[Start of section]

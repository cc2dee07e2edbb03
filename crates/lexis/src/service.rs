// crates/lexis/src/service.rs

//! LexisService: the facade of the lexis crate.
//!
//! - Normalizer (accent folding, lemmatization)
//! - DictionaryStore (imported dictionaries)
//! - Resolver over the store and the remote collaborators
//!
//! Callers only need this struct. It is `Send + Sync`; share it through `Arc`.
//!
//! # Blocking
//!
//! `import_dictionary` parses and indexes synchronously. From async code run it
//! on a blocking thread (`tokio::task::spawn_blocking`); lookups keep working
//! while it runs.

use std::path::Path;
use std::sync::Arc;

use tracing::info;

use crate::config::LexisConfig;
use crate::errors::{ImportError, LexisError, LexisResult};
use crate::importers::{self, ImportReport};
use crate::models::{
  AudioMap, CustomDictionary, DictionaryFormat, DictionaryKind, DictionaryMetadata, Frequency,
};
use crate::normalizer::Normalizer;
use crate::remote::{
  DefinitionApi, ForvoClient, LingvaClient, PronunciationApi, TranslationApi, WiktionaryClient,
  build_client,
};
use crate::resolver::{AudioSource, DefinitionSource, Resolver, TranslationOptions};
use crate::store::DictionaryStore;

/// The facade of the lexis crate.
///
/// Built once from a `LexisConfig` and passed around by reference or `Arc`.
#[derive(Debug)]
pub struct LexisService {
  /// Store, normalizer and remote collaborators
  resolver: Resolver,

  /// Shared with the resolver
  normalizer: Arc<Normalizer>,
}

impl LexisService {
  /// Initialization (normalizer + store open/create + remote clients)
  ///
  /// # Flow
  /// 1. Validate the configuration (creates `store.data_dir` if needed)
  /// 2. Load lemma lexicons when `normalizer.lexicon_dir` is set
  /// 3. Open the dictionary store
  /// 4. Build one HTTP client shared by every remote collaborator
  ///
  /// # Errors
  /// - Invalid configuration
  /// - Unreadable lexicon
  /// - Store open failure (corrupt registry, foreign index)
  /// - HTTP client construction failure
  pub fn init(config: &LexisConfig) -> LexisResult<Self> {
    config.validate()?;

    let normalizer = match &config.normalizer.lexicon_dir {
      Some(dir) => Normalizer::from_lexicon_dir(dir)?,
      None => Normalizer::new(),
    };
    let store = DictionaryStore::open_with_config(config)?;

    let remote = &config.remote;
    let client = build_client(remote)?;
    let definitions = WiktionaryClient::new(client.clone(), &remote.wiktionary_endpoint);
    let translation = LingvaClient::new(client.clone(), &remote.translation_endpoint);
    let pronunciations =
      ForvoClient::new(client, &remote.forvo_endpoint, remote.forvo_api_key.clone());

    info!(data_dir = %config.data_dir().display(), "lexis service initialized");
    Ok(Self::with_collaborators(
      store,
      normalizer,
      Arc::new(definitions),
      Arc::new(translation),
      Arc::new(pronunciations),
      &remote.translation_target,
    ))
  }

  /// Service over explicit collaborators, e.g. in-process fakes.
  pub fn with_collaborators(
    store: DictionaryStore,
    normalizer: Normalizer,
    definitions: Arc<dyn DefinitionApi>,
    translation: Arc<dyn TranslationApi>,
    pronunciations: Arc<dyn PronunciationApi>,
    translation_target: &str,
  ) -> Self {
    let normalizer = Arc::new(normalizer);
    let resolver = Resolver::new(
      Arc::new(store),
      normalizer.clone(),
      definitions,
      translation,
      pronunciations,
      translation_target,
    );
    Self { resolver, normalizer }
  }

  // ─── Resolution ──────────────────────────────────────────────────────

  /// Definition of `word` from `source`, `None` on a miss or any failure.
  pub async fn resolve_definition(
    &self,
    word: &str,
    language: &str,
    source: &DefinitionSource,
  ) -> Option<String> {
    self.resolver.definition(word, word, language, source).await
  }

  /// Definition of the lemma of `word`.
  ///
  /// The surface form still decides whether capitalized candidates are tried.
  pub async fn resolve_definition_lemmatized(
    &self,
    word: &str,
    language: &str,
    source: &DefinitionSource,
    greedy: bool,
  ) -> Option<String> {
    let lemma = self.normalizer.apply_lemmatization(word, language, greedy);
    self.resolver.definition(word, &lemma, language, source).await
  }

  /// Rank of `word` in frequency list `dictionary`.
  pub fn resolve_frequency(
    &self,
    word: &str,
    language: &str,
    dictionary: &str,
  ) -> Option<Frequency> {
    self.resolver.frequency(word, language, dictionary)
  }

  /// Rank of the lemma of `word` in frequency list `dictionary`.
  pub fn resolve_lemma_frequency(
    &self,
    word: &str,
    language: &str,
    dictionary: &str,
    greedy: bool,
  ) -> Option<Frequency> {
    let lemma = self.normalizer.apply_lemmatization(word, language, greedy);
    self.resolver.frequency(&lemma, language, dictionary)
  }

  /// Pronunciations of `word` as `label -> locator`.
  ///
  /// `custom_dictionaries` supplies the roots of local audio libraries.
  pub async fn resolve_audio(
    &self,
    word: &str,
    language: &str,
    source: &AudioSource,
    custom_dictionaries: &[CustomDictionary],
  ) -> AudioMap {
    self.resolver.audio(word, language, source, custom_dictionaries).await
  }

  // ─── Normalization ───────────────────────────────────────────────────

  /// Lemma of `word`; identity for languages without a lemmatizer.
  pub fn lemmatize(&self, word: &str, language: &str, greedy: bool) -> String {
    self.normalizer.lemmatize(word, language, greedy)
  }

  /// Accent folding followed by lemmatization.
  pub fn apply_lemmatization(&self, word: &str, language: &str, greedy: bool) -> String {
    self.normalizer.apply_lemmatization(word, language, greedy)
  }

  /// Removes stress marks where the language has a folding table.
  pub fn strip_accents(&self, word: &str, language: &str) -> String {
    self.normalizer.strip_accents(word, language)
  }

  // ─── Dictionary management ───────────────────────────────────────────

  /// Imports the source at `source_path` as dictionary `name`.
  ///
  /// Importing the same source again under the same name leaves the store
  /// unchanged; a new source under an existing name upserts its entries.
  ///
  /// # Errors
  /// - `Import` if the source is missing, unreadable or has no entries
  /// - `Store` if `name` is taken by another language or kind, or the write fails
  pub fn import_dictionary(
    &self,
    source_path: &Path,
    format: DictionaryFormat,
    language: &str,
    name: &str,
  ) -> LexisResult<ImportReport> {
    importers::import_into(self.resolver.store(), source_path, format, language, name).map_err(
      |e| match e {
        ImportError::Store(e) => LexisError::Store(e),
        other => LexisError::Import(other),
      },
    )
  }

  /// Removes dictionary `name` and all of its entries.
  ///
  /// # Errors
  /// `Store(DictionaryNotFound)` if `name` is not registered.
  pub fn delete_dictionary(&self, name: &str) -> LexisResult<()> {
    Ok(self.resolver.store().delete_dictionary(name)?)
  }

  /// Every registered dictionary, ordered by name.
  pub fn dictionaries(&self) -> LexisResult<Vec<DictionaryMetadata>> {
    Ok(self.resolver.store().dictionaries()?)
  }

  /// Metadata of dictionary `name`.
  pub fn metadata(&self, name: &str) -> LexisResult<Option<DictionaryMetadata>> {
    Ok(self.resolver.store().metadata(name)?)
  }

  // ─── Source catalogues ───────────────────────────────────────────────

  /// Definition sources offered for `language`.
  ///
  /// Wiktionary first, then translation when the language is supported, then
  /// the local glossaries by name.
  pub fn definition_sources(&self, language: &str) -> LexisResult<Vec<DefinitionSource>> {
    let mut sources = vec![DefinitionSource::Wiktionary];
    if self.resolver.translation().supports_language(language) {
      sources.push(DefinitionSource::Translation(TranslationOptions::default()));
    }
    let glossaries = self.resolver.store().list_dictionaries(language, DictionaryKind::Glossary)?;
    sources.extend(glossaries.into_iter().map(DefinitionSource::Local));
    Ok(sources)
  }

  /// Audio sources offered for `language`.
  ///
  /// Forvo first; `AllLocal` is listed ahead of the libraries only when
  /// there is more than one of them.
  pub fn audio_sources(&self, language: &str) -> LexisResult<Vec<AudioSource>> {
    let libraries = self.resolver.store().list_dictionaries(language, DictionaryKind::Audiolib)?;

    let mut sources = vec![AudioSource::ForvoAll, AudioSource::ForvoBest];
    if libraries.len() > 1 {
      sources.push(AudioSource::AllLocal);
    }
    sources.extend(libraries.into_iter().map(AudioSource::Local));
    Ok(sources)
  }

  /// Names of the frequency lists of `language`.
  pub fn frequency_lists(&self, language: &str) -> LexisResult<Vec<String>> {
    Ok(self.resolver.store().list_dictionaries(language, DictionaryKind::Freq)?)
  }
}

// ─────────────────────────────────────────────────────────────────────────────
// Test Module
// ─────────────────────────────────────────────────────────────────────────────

[End of section]

How to complete this task = Look through the entries above and quote exactly the lines from the line with "while it runs." to the line with "Built once from", counting both of those lines.

Written solution =
//! while it runs.

use std::path::Path;
use std::sync::Arc;

use tracing::info;

use crate::config::LexisConfig;
use crate::errors::{ImportError, LexisError, LexisResult};
use crate::importers::{self, ImportReport};
use crate::models::{
  AudioMap, CustomDictionary, DictionaryFormat, DictionaryKind, DictionaryMetadata, Frequency,
};
use crate::normalizer::Normalizer;
use crate::remote::{
  DefinitionApi, ForvoClient, LingvaClient, PronunciationApi, TranslationApi, WiktionaryClient,
  build_client,
};
use crate::resolver::{AudioSource, DefinitionSource, Resolver, TranslationOptions};
use crate::store::DictionaryStore;

/// The facade of the lexis crate.
///
/// Built once from a `LexisConfig` and passed around by reference or `Arc`.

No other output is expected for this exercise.